As noted, diagnostics of neonatal sepsis is challenging. Biomarkers are helpful, but our study showed that 9.8% of all GPB sepsis had no elevated CRP concentration, specifically apparent for infants in the lower GWs. This, together with a well described delayed increase in CRP-levels at the occurrence of an infection, makes CRP as a biomarker unreliable for early detection of neonatal sepsis [44]. It has been suggested that a combination of CRP and procalcitonin (PCT) testing could improve the diagnostic sensitivity as PCT-levels increase after just 6-hours [44, 45]. However, neither an increased CRP- nor an elevated PCT-level are specific for infections, as they can both be elevated by non-infectious factors as well [45]. Most infants with GPB born before GW 32 had a lowered PLT count (< 100). The variation in virulence levels among GPB, including CoNS, presents a complex scenario. Despite being GPB, CoNS exhibit properties that results in comparatively less inflammatory response than other GPB (Supplementary Figure S1 and S2). This distinction can be challenging to attribute solely to host factors, such as the immaturity of the host´s immune system in premature infants.

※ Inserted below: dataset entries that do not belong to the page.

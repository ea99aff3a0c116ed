//! Serialised forms of queries and records

use std::path::PathBuf;

use genbank_reader::{read_genbank, Coordinates, GenbankRecord, Query};
use serde_json::json;

fn sample_record() -> GenbankRecord {
    let path = PathBuf::from(env!("CARGO_MANIFEST_DIR")).join("tests/data/sample.gbk");
    read_genbank(path).unwrap().record
}

#[test]
fn query_json_shape() {
    let query = Query::FetchGene("thr.*".to_string());
    assert_eq!(
        serde_json::to_value(&query).unwrap(),
        json!({ "query": "fetch_gene", "argument": "thr.*" })
    );
    assert_eq!(
        serde_json::to_value(&Query::Summary).unwrap(),
        json!({ "query": "summary" })
    );

    let parsed: Query =
        serde_json::from_str(r#"{"query":"find_sites","argument":"GAATTC"}"#).unwrap();
    assert_eq!(parsed, Query::FindSites("GAATTC".to_string()));

    let parsed: Query = serde_json::from_str(r#"{"query":"summary"}"#).unwrap();
    assert_eq!(parsed, Query::Summary);

    assert!(serde_json::from_str::<Query>(r#"{"query":"translate","argument":"x"}"#).is_err());
    assert!(serde_json::from_str::<Query>(r#"{"query":"fetch_cds"}"#).is_err());
}

#[test]
fn query_tag_is_the_query_key() {
    let queries = [
        Query::Summary,
        Query::FetchGene("g".to_string()),
        Query::FetchCds("c".to_string()),
        Query::FetchFeatures("1,2".to_string()),
        Query::FindSites("N".to_string()),
    ];
    for query in queries {
        let value = serde_json::to_value(&query).unwrap();
        assert_eq!(value["query"], query.key());

        let back: Query = serde_json::from_value(value).unwrap();
        assert_eq!(back, query);
    }
}

#[test]
fn record_round_trip() {
    let record = sample_record();
    let value = serde_json::to_value(&record).unwrap();

    assert_eq!(value["accession"], "NC_SAMPLE1");
    assert_eq!(value["genes"][0]["name"], "thrL");
    assert_eq!(
        value["genes"][0]["coordinates"],
        json!({ "first": 5, "last": 34 })
    );
    assert_eq!(value["genes"][1]["orientation"], "Reverse");
    assert_eq!(value["cdss"][1]["protein_id"], "NP_414543.1");

    let text = serde_json::to_string(&record).unwrap();
    let restored: GenbankRecord = serde_json::from_str(&text).unwrap();
    assert_eq!(restored, record);
}

#[test]
fn reversed_coordinates_are_rejected() {
    let ok: Coordinates = serde_json::from_value(json!({ "first": 3, "last": 9 })).unwrap();
    assert_eq!(ok, Coordinates::new(3, 9).unwrap());

    let err = serde_json::from_value::<Coordinates>(json!({ "first": 9, "last": 3 }))
        .unwrap_err();
    assert!(err.to_string().contains("start 9 lies after stop 3"));
}
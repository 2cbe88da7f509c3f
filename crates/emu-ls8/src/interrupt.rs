//! Interrupt controller: event sources, masking, and service sequences.
//!
//! Two sources feed the Interrupt Status register: a timer that raises
//! bit 0 once per elapsed wall-clock second, and a keyboard that raises
//! bit 1 whenever the input source has a byte. Pending interrupts are
//! `IM & IS`; the lowest-numbered set bit wins. Servicing is
//! non-reentrant: the in-ISR latch defers everything else until IRET, so
//! the stack frame layout is deterministic.

use emu_core::{Clock, InputSource};

use crate::cpu::{FaultKind, Ls8};
use crate::flags::Flags;
use crate::memory::{KEYBOARD_BUFFER, VECTOR_BASE};

/// IS bit raised by the timer source (interrupt 0).
pub const TIMER: u8 = 0x01;

/// IS bit raised by the keyboard source (interrupt 1).
pub const KEYBOARD: u8 = 0x02;

impl Ls8 {
    /// Sample the event sources and raise IS bits.
    ///
    /// Runs at the top of every cycle, before fetch. The keyboard byte
    /// lands in the buffer cell whether or not the interrupt is masked.
    pub(crate) fn poll_interrupt_sources<C: Clock, I: InputSource>(
        &mut self,
        clock: &mut C,
        input: &mut I,
    ) -> Result<(), FaultKind> {
        match input.poll_byte() {
            Ok(Some(byte)) => {
                self.mem.write(KEYBOARD_BUFFER, byte);
                self.raise_interrupt(KEYBOARD);
            }
            Ok(None) => {}
            Err(e) => return Err(FaultKind::Io(e.to_string())),
        }

        let now = clock.monotonic_seconds();
        match self.timer_anchor {
            // First sample: the first raise comes one second from here.
            None => self.timer_anchor = Some(now),
            Some(anchor) if now - anchor >= 1.0 => {
                self.raise_interrupt(TIMER);
                self.timer_anchor = Some(now);
            }
            Some(_) => {}
        }

        Ok(())
    }

    /// Set a bit in the Interrupt Status register (R6).
    pub(crate) fn raise_interrupt(&mut self, bit: u8) {
        let status = self.reg.interrupt_status();
        self.reg.set_interrupt_status(status | bit);
    }

    /// Service the lowest-numbered pending interrupt, if any.
    ///
    /// Pending means masked-in: `IM & IS`. The sequence clears the IS bit,
    /// latches the in-ISR state, pushes PC, FL, and R0..R6, then vectors
    /// through the table at `$F8 + i`.
    pub(crate) fn service_pending_interrupt(&mut self) {
        let pending = self.reg.interrupt_mask() & self.reg.interrupt_status();
        if pending == 0 {
            return;
        }

        let number = pending.trailing_zeros() as u8;
        let status = self.reg.interrupt_status();
        self.reg.set_interrupt_status(status & !(1 << number));
        self.in_isr = true;

        let pc = self.pc;
        self.push(pc);
        let fl = self.fl.to_byte();
        self.push(fl);
        for index in 0..=6 {
            let value = self.reg.get(index);
            self.push(value);
        }

        self.pc = self.mem.read(VECTOR_BASE.wrapping_add(number));
    }

    /// IRET: unwind the service frame and re-enable servicing.
    ///
    /// Pops R6..R0, then FL, then PC, the exact reverse of interrupt
    /// entry.
    pub(crate) fn return_from_interrupt(&mut self) {
        for index in (0..=6).rev() {
            let value = self.pop();
            self.reg.set(index, value);
        }
        self.fl = Flags::from_byte(self.pop());
        self.pc = self.pop();
        self.in_isr = false;
    }
}
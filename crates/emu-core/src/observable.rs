//! Observability trait for inspecting component state.
//!
//! Every emulator component exposes its internal state for education and
//! debugging. Queries never affect emulation state.

use std::fmt;

/// A dynamically-typed value for state queries.
#[derive(Debug, Clone, PartialEq)]
pub enum Value {
    /// Boolean value.
    Bool(bool),
    /// 8-bit unsigned integer.
    U8(u8),
    /// 64-bit unsigned integer.
    U64(u64),
    /// String value.
    String(String),
}

impl fmt::Display for Value {
    fn fmt(&self, f: &mut fmt::Formatter<'_>) -> fmt::Result {
        match self {
            Value::Bool(v) => write!(f, "{v}"),
            Value::U8(v) => write!(f, "{v:#04X}"),
            Value::U64(v) => write!(f, "{v}"),
            Value::String(v) => write!(f, "{v}"),
        }
    }
}

impl From<bool> for Value {
    fn from(v: bool) -> Self {
        Value::Bool(v)
    }
}

impl From<u8> for Value {
    fn from(v: u8) -> Self {
        Value::U8(v)
    }
}

impl From<u64> for Value {
    fn from(v: u64) -> Self {
        Value::U64(v)
    }
}

impl From<String> for Value {
    fn from(v: String) -> Self {
        Value::String(v)
    }
}

impl From<&str> for Value {
    fn from(v: &str) -> Self {
        Value::String(v.to_string())
    }
}

/// A component whose state can be inspected.
///
/// Observability is a core design goal. At any cycle, you can inspect any
/// component. Queries never affect emulation state.
pub trait Observable {
    /// Query a specific property by path.
    ///
    /// Paths are hierarchical, separated by dots:
    /// - `pc` - Program counter
    /// - `sp` - Stack pointer
    /// - `flags.e` - Equal flag
    ///
    /// Returns `None` if the path is not recognised.
    fn query(&self, path: &str) -> Option<Value>;

    /// List all available query paths.
    ///
    /// Returns paths that can be passed to `query()`.
    fn query_paths(&self) -> &'static [&'static str];
}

The retrospective design of this study is a limitation, due to the lack of possibility to control missing data or to re-test cultures for accuracy. Further, since we have not accounted for infants seeking care after being discharged to home, our incidence calculations could be falsely slightly underestimated, especially regarding GBS sepsis. Moreover, the vulnerability and co-morbidity of the study population cause for several possible confounders when it comes to interpreting symptoms of sepsis. Lastly, the high SFR and CFR that we found for mixed infections are difficult to interpret due to the low numbers, the fact that one of the bacteria could be a possible contaminant, and the unusual occurrence of several bloodstream bacteria at once. The population-based design and the availability to extract data from several different systems (patient records, the Swedish Neonatal Quality Register (SNQ), the microbiological laboratory at Karolinska University Hospital and from the Public Health Agency of Sweden) is a strength as it is less likely that we have missed culture positive GPB sepsis cases.

Conclusion

Neonatal GPB sepsis is four times more prevalent than GNB sepsis in the Stockholm region. Though the mortality is only a third of that for GNB sepsis, 1/10 patients with GPB sepsis still experience fatal outcomes, and of these all were LOS and 9/10 born extremely preterm. Moreover, a significant number of patients suffer from various sequelae. In EOS and infants born full-term, GBS was the most common causative agent, but with no fatal outcomes. CoNS was the predominant pathogen in LOS and among infants born before gestational week 32. CoNS also featured the highest percentage of AMR, which should be considered when determining treatment strategies. Lastly, the increasing trend of S. aureus in our area indicates a need to understand underlaying reasons.